U.S. Department of Transportation
Federal Highway Administration
1200 New Jersey Avenue, SE
Washington, DC 20590
Federal Highway Administration Research and Technology
Coordinating, Developing, and Delivering Highway Transportation Innovations
|This report is an archived publication and may contain dated technical, contact, and link information|
Publication Number: FHWA-RD-03-065
Date: September 2004
In-Vehicle Display Icons and Other Information Elements: Volume I
PDF Version (8.33 MB)
PDF files can be viewed with the Acrobat® Reader®
CHAPTER 9: TUTORIALS
In this tutorial, we describe the types of information that can be obtained from rank-order data. We assume that the data is collected in the following manner. A total of nj judges are asked to rank order ns stimuli (e.g., icons) with respect to some attribute (e.g., appropriateness for a specific message). Usually the whole set of stimuli is presented together, and the judges are allowed to proceed as they wish as long as each judge comes through with a single rank order along the attribute specified. If many stimuli are presented, it might be useful for the judges to sort them roughly into grades before attempting the final ranking. A hypothetical data set is presented in table 9-1. These hypothetical data might be obtained from 10 individuals who rank ordered 5 icons (icons A, B, C, D, and E) in appropriateness for a specific message. The icons would be assigned ranks of 1-5, with "1" corresponding to the icon considered to be the most appropriate 1.
Our goal is to investigate whether and how much the judged stimuli differ with respect to the attribute of interest. This goal can be accomplished at different levels using different methods of analysis. In the following sections, we discuss some of these methods. First, we indicate a quick way to determine a composite rank order for the stimuli. Second, we discuss the use of mean ranks. Third, we outline two methods of obtaining scores for the stimuli on an interval scale. In addition to a general rank ordering, these scores provide an indication of relative differences among the stimuli. Finally, we discuss the use of more advanced and complex statistical methods that allow us to test whether the stimuli are truly different with respect to the attribute of interest.

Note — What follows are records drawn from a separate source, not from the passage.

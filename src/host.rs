//! Interface between the plugin core and the embedding host.
//!
//! The plugin never talks to a network signalling stack or a WebRTC engine
//! directly. Decrypted WebRTC frames come *in* through the plugin entry
//! points, and everything going *out* towards the application crosses the
//! [`HostCallbacks`] trait: peer media being relayed upward, keyframe
//! requests, PeerConnection teardown, and the asynchronous responses to
//! queued requests.

use serde::{Deserialize, Serialize};

/// Opaque per-session identifier chosen by the host.
pub type SessionHandle = u64;

/// RTP header-extension values extracted from a relayed peer packet.
#[derive(Debug, Clone, Copy, Default, PartialEq, Eq)]
pub struct RtpExtensions {
    /// Audio level in -dBov (0..=127), when the peer negotiated the
    /// ssrc-audio-level extension.
    pub audio_level: Option<u8>,
    pub audio_level_vad: bool,
    /// Video rotation in degrees (0, 90, 180 or 270), when the peer
    /// negotiated the video-orientation extension.
    pub video_rotation: Option<u16>,
    pub video_back_camera: bool,
    pub video_flipped: bool,
}

/// An RTP frame crossing the plugin boundary, in either direction.
#[derive(Debug, Clone)]
pub struct PluginRtpPacket {
    /// Media-line index; always -1 here, the bridge works per-medium.
    pub mindex: i32,
    pub video: bool,
    pub buffer: Vec<u8>,
    pub extensions: RtpExtensions,
}

impl PluginRtpPacket {
    pub fn new(video: bool, buffer: Vec<u8>) -> Self {
        Self {
            mindex: -1,
            video,
            buffer,
            extensions: RtpExtensions::default(),
        }
    }
}

/// An RTCP compound packet crossing the plugin boundary.
#[derive(Debug, Clone)]
pub struct PluginRtcpPacket {
    pub video: bool,
    pub buffer: Vec<u8>,
}

/// A WebRTC-side session description attached to a request or pushed back
/// with a response.
#[derive(Debug, Clone, Serialize, Deserialize)]
pub struct Jsep {
    #[serde(rename = "type")]
    pub kind: String,
    pub sdp: String,
    #[serde(default, skip_serializing_if = "std::ops::Not::not")]
    pub update: bool,
    /// End-to-end encrypted media cannot be bridged to a plain peer.
    #[serde(default, skip_serializing_if = "std::ops::Not::not")]
    pub e2ee: bool,
    /// Simulcast description, if the WebRTC side negotiated any.
    #[serde(default, skip_serializing_if = "Option::is_none")]
    pub simulcast: Option<serde_json::Value>,
}

impl Jsep {
    pub fn new(kind: &str, sdp: String) -> Self {
        Self {
            kind: kind.to_string(),
            sdp,
            update: false,
            e2ee: false,
            simulcast: None,
        }
    }
}

/// Upcalls the plugin makes into the embedding host.
///
/// Implementations must be cheap and non-blocking: `relay_rtp` in particular
/// is invoked once per relayed datagram.
pub trait HostCallbacks: Send + Sync + 'static {
    /// Deliver a peer-originated RTP frame to the WebRTC side.
    fn relay_rtp(&self, handle: SessionHandle, packet: PluginRtpPacket);

    /// Deliver a peer-originated RTCP packet to the WebRTC side.
    fn relay_rtcp(&self, handle: SessionHandle, packet: PluginRtcpPacket);

    /// Ask the WebRTC side for a keyframe.
    fn send_pli(&self, handle: SessionHandle);

    /// Tear down the WebRTC PeerConnection of a session.
    fn close_pc(&self, handle: SessionHandle);

    /// Forward a lifecycle event to external event handlers.
    fn notify_event(&self, handle: SessionHandle, event: serde_json::Value);

    /// Whether event handlers are attached at all; used to skip building
    /// notification payloads nobody will see.
    fn events_is_enabled(&self) -> bool;

    /// Deliver the asynchronous response to a queued request.
    fn push_event(
        &self,
        handle: SessionHandle,
        transaction: &str,
        event: serde_json::Value,
        jsep: Option<Jsep>,
    );
}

1. DERIVING RANK ORDER FROM SUMS OF ASSIGNED RANKS
A composite ranking for the stimuli can be obtained by computing the sums of the rank values assigned to each of the stimulus. The order of the magnitudes of the sums will indicate an ordering of the stimuli, with the lowest sum corresponding to the stimulus judged as the best. For example, for the raw data of table 9-1, we obtain the sums presented in table 9-2, which indicate the following composite rank order from the most to least appropriate icon: C, B, D, A, and E.
2. OBTAINING MEAN RANKS
Mean ranks are obtained for each icon by dividing the sum of the ranks assigned to that icon by the number of judges. For example, for the raw data of table 9-1, the mean rank of icon A is 35/10 = 3.5. Mean ranks corresponding to all five icons in the sample data set are presented in table 9-3. In general, mean ranks will somewhat agree with the composite ranks in both order and spacing.
It should be noted that mean ranks should never be used to judge the absolute differences between the stimuli. For example, on the basis of the data presented in table 9-3, we could not conclude that icon E was judged to be 1.5 times more inappropriate than icon A. At best, mean ranks provide an indication of relative differences. For example, mean ranks in table 9-3 indicate that the difference between icons B and A is the same as the difference between icon A and E. However, the reader should be warned that rank values are strictly ordinal numbers2 and there is little numerical meaning to be attached to means of such values. To obtain more precise relative differences between the stimuli, we recommend the use of the scaling methods discussed in the next section.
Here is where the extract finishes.